[To do] Every line in the listing below from the one with "CreateChatCompletionRequestArgs::default()" through the one with "HTTP 请求（按 Content-Length），返回请求体" is to be reproduced exactly, both ends included; leave out the rest.

*** Opening of Records for the task ***

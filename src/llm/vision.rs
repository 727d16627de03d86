//! 视觉模型客户端
//!
//! 以 OpenAI 兼容 chat/completions 格式发送「文本 + image_url（base64 data URL）」的多模态消息。
//! 复用 OpenAiClient 的连接、超时与 token 统计。

use async_openai::types::chat::{
    ChatCompletionRequestMessage, ChatCompletionRequestMessageContentPartImageArgs,
    ChatCompletionRequestMessageContentPartTextArgs, ChatCompletionRequestUserMessageArgs,
    ChatCompletionRequestUserMessageContentPart, CreateChatCompletionRequest,
    CreateChatCompletionRequestArgs, ImageDetail, ImageUrlArgs,
};
use async_trait::async_trait;

use crate::llm::OpenAiClient;

/// 视觉分析 trait：prompt + 已编码影像（data URL）→ 模型文本
#[async_trait]
pub trait VisionClient: Send + Sync {
    async fn analyze_image(&self, prompt: &str, image_data_url: &str) -> Result<String, String>;
}

/// 构造单条 user 消息的多模态请求（影像按 high detail 发送）
pub fn vision_request(
    model: &str,
    prompt: &str,
    image_data_url: &str,
    max_tokens: u32,
) -> Result<CreateChatCompletionRequest, String> {
    let text = ChatCompletionRequestMessageContentPartTextArgs::default()
        .text(prompt)
        .build()
        .map_err(|e| e.to_string())?;
    let image = ChatCompletionRequestMessageContentPartImageArgs::default()
        .image_url(
            ImageUrlArgs::default()
                .url(image_data_url)
                .detail(ImageDetail::High)
                .build()
                .map_err(|e| e.to_string())?,
        )
        .build()
        .map_err(|e| e.to_string())?;
    let message = ChatCompletionRequestUserMessageArgs::default()
        .content(vec![
            ChatCompletionRequestUserMessageContentPart::Text(text),
            ChatCompletionRequestUserMessageContentPart::ImageUrl(image),
        ])
        .build()
        .map_err(|e| e.to_string())?;

    CreateChatCompletionRequestArgs::default()
        .model(model)
        .messages(vec![ChatCompletionRequestMessage::User(message)])
        .temperature(0.0)
        .max_completion_tokens(max_tokens)
        .build()
        .map_err(|e| e.to_string())
}

#[async_trait]
impl VisionClient for OpenAiClient {
    async fn analyze_image(&self, prompt: &str, image_data_url: &str) -> Result<String, String> {
        let request = vision_request(
            self.model_name(),
            prompt,
            image_data_url,
            self.sampling().max_output_tokens,
        )?;
        let content = self.send(request).await?;
        if content.trim().is_empty() {
            return Err("No response from vision model".to_string());
        }
        Ok(content)
    }
}

#[cfg(test)]
mod tests {
    use super::*;
    use std::time::Duration;

    use tokio::io::{AsyncReadExt, AsyncWriteExt};
    use tokio::net::TcpListener;

    use crate::llm::{LlmClient, TIMEOUT_PREFIX};

    /// 读完一个 HTTP 请求（按 Content-Length），返回请求体
    async fn read_request(stream: &mut tokio::net::TcpStream) -> String {
        let mut buf = Vec::new();
        let mut chunk = [0u8; 4096];
        loop {
            let n = stream.read(&mut chunk).await.unwrap();
            buf.extend_from_slice(&chunk[..n]);
            let text = String::from_utf8_lossy(&buf).to_string();
            if let Some(idx) = text.find("\r\n\r\n") {
                let len = text[..idx]
                    .lines()
                    .find_map(|l| {
                        let (k, v) = l.split_once(':')?;
                        k.eq_ignore_ascii_case("content-length")
                            .then(|| v.trim().parse::<usize>().ok())
                            .flatten()
                    })
                    .unwrap_or(0);
                if buf.len() >= idx + 4 + len {
                    return String::from_utf8_lossy(&buf[idx + 4..idx + 4 + len]).to_string();
                }
            }
            if n == 0 {
                return String::new();
            }
        }
    }

    /// 单次应答的 chat/completions 桩服务；返回 base_url 与收到的请求体
    async fn stub_server(reply: &'static str) -> (String, tokio::task::JoinHandle<String>) {
        let listener = TcpListener::bind("127.0.0.1:0").await.unwrap();
        let addr = listener.local_addr().unwrap();
        let handle = tokio::spawn(async move {
            let (mut stream, _) = listener.accept().await.unwrap();
            let body = read_request(&mut stream).await;
            let response = format!(
                "HTTP/1.1 200 OK\r\ncontent-type: application/json\r\ncontent-length: {}\r\nconnection: close\r\n\r\n{}",
                reply.len(),
                reply
            );
            stream.write_all(response.as_bytes()).await.unwrap();
            body
        });
        (format!("http://{}/v1", addr), handle)
    }

    const COMPLETION: &str = r#"{"id":"c1","object":"chat.completion","created":1,"model":"gemini-2.5-flash-lite","choices":[{"index":0,"message":{"role":"assistant","content":"No acute fracture."},"finish_reason":"stop"}],"usage":{"prompt_tokens":120,"completion_tokens":8,"total_tokens":128}}"#;

    #[tokio::test]
    async fn test_analyze_image_counts_tokens_on_shared_client() {
        let (base_url, server) = stub_server(COMPLETION).await;
        let client = OpenAiClient::new(Some(&base_url), "gemini-2.5-flash-lite", Some("k"));
        let text = client
            .analyze_image("Check for fractures", "data:image/jpeg;base64,AAAA")
            .await
            .unwrap();
        assert_eq!(text, "No acute fracture.");
        assert_eq!(client.token_usage(), (120, 8, 128));

        let sent: serde_json::Value = serde_json::from_str(&server.await.unwrap()).unwrap();
        assert_eq!(sent["messages"][0]["content"][1]["type"], "image_url");
    }

    #[tokio::test]
    async fn test_analyze_image_timeout_uses_timeout_prefix() {
        let listener = TcpListener::bind("127.0.0.1:0").await.unwrap();
        let addr = listener.local_addr().unwrap();
        let _server = tokio::spawn(async move {
            let (mut stream, _) = listener.accept().await.unwrap();
            read_request(&mut stream).await;
            tokio::time::sleep(Duration::from_secs(10)).await;
        });
        let client = OpenAiClient::new(Some(&format!("http://{}/v1", addr)), "m", Some("k"))
            .with_timeout(Duration::from_millis(300));
        let err = client
            .analyze_image("Check for fractures", "data:image/jpeg;base64,AAAA")
            .await
            .unwrap_err();
        assert!(err.starts_with(TIMEOUT_PREFIX), "{err}");
    }

    #[test]
    fn test_request_serializes_multimodal_parts() {
        let request = vision_request(
            "gemini-2.5-flash-lite",
            "Check for fractures",
            "data:image/jpeg;base64,AAAA",
            256,
        )
        .unwrap();
        let json = serde_json::to_value(&request).unwrap();
        assert_eq!(json["model"], "gemini-2.5-flash-lite");
        assert_eq!(json["max_completion_tokens"], 256);
        let message = &json["messages"][0];
        assert_eq!(message["role"], "user");
        let parts = &message["content"];
        assert_eq!(parts[0]["type"], "text");
        assert_eq!(parts[0]["text"], "Check for fractures");
        assert_eq!(parts[1]["type"], "image_url");
        assert_eq!(parts[1]["image_url"]["url"], "data:image/jpeg;base64,AAAA");
        assert_eq!(parts[1]["image_url"]["detail"], "high");
    }
}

*** Close of Records for the task ***

[Task result]
    CreateChatCompletionRequestArgs::default()
        .model(model)
        .messages(vec![ChatCompletionRequestMessage::User(message)])
        .temperature(0.0)
        .max_completion_tokens(max_tokens)
        .build()
        .map_err(|e| e.to_string())
}

#[async_trait]
impl VisionClient for OpenAiClient {
    async fn analyze_image(&self, prompt: &str, image_data_url: &str) -> Result<String, String> {
        let request = vision_request(
            self.model_name(),
            prompt,
            image_data_url,
            self.sampling().max_output_tokens,
        )?;
        let content = self.send(request).await?;
        if content.trim().is_empty() {
            return Err("No response from vision model".to_string());
        }
        Ok(content)
    }
}

#[cfg(test)]
mod tests {
    use super::*;
    use std::time::Duration;

    use tokio::io::{AsyncReadExt, AsyncWriteExt};
    use tokio::net::TcpListener;

    use crate::llm::{LlmClient, TIMEOUT_PREFIX};

    /// 读完一个 HTTP 请求（按 Content-Length），返回请求体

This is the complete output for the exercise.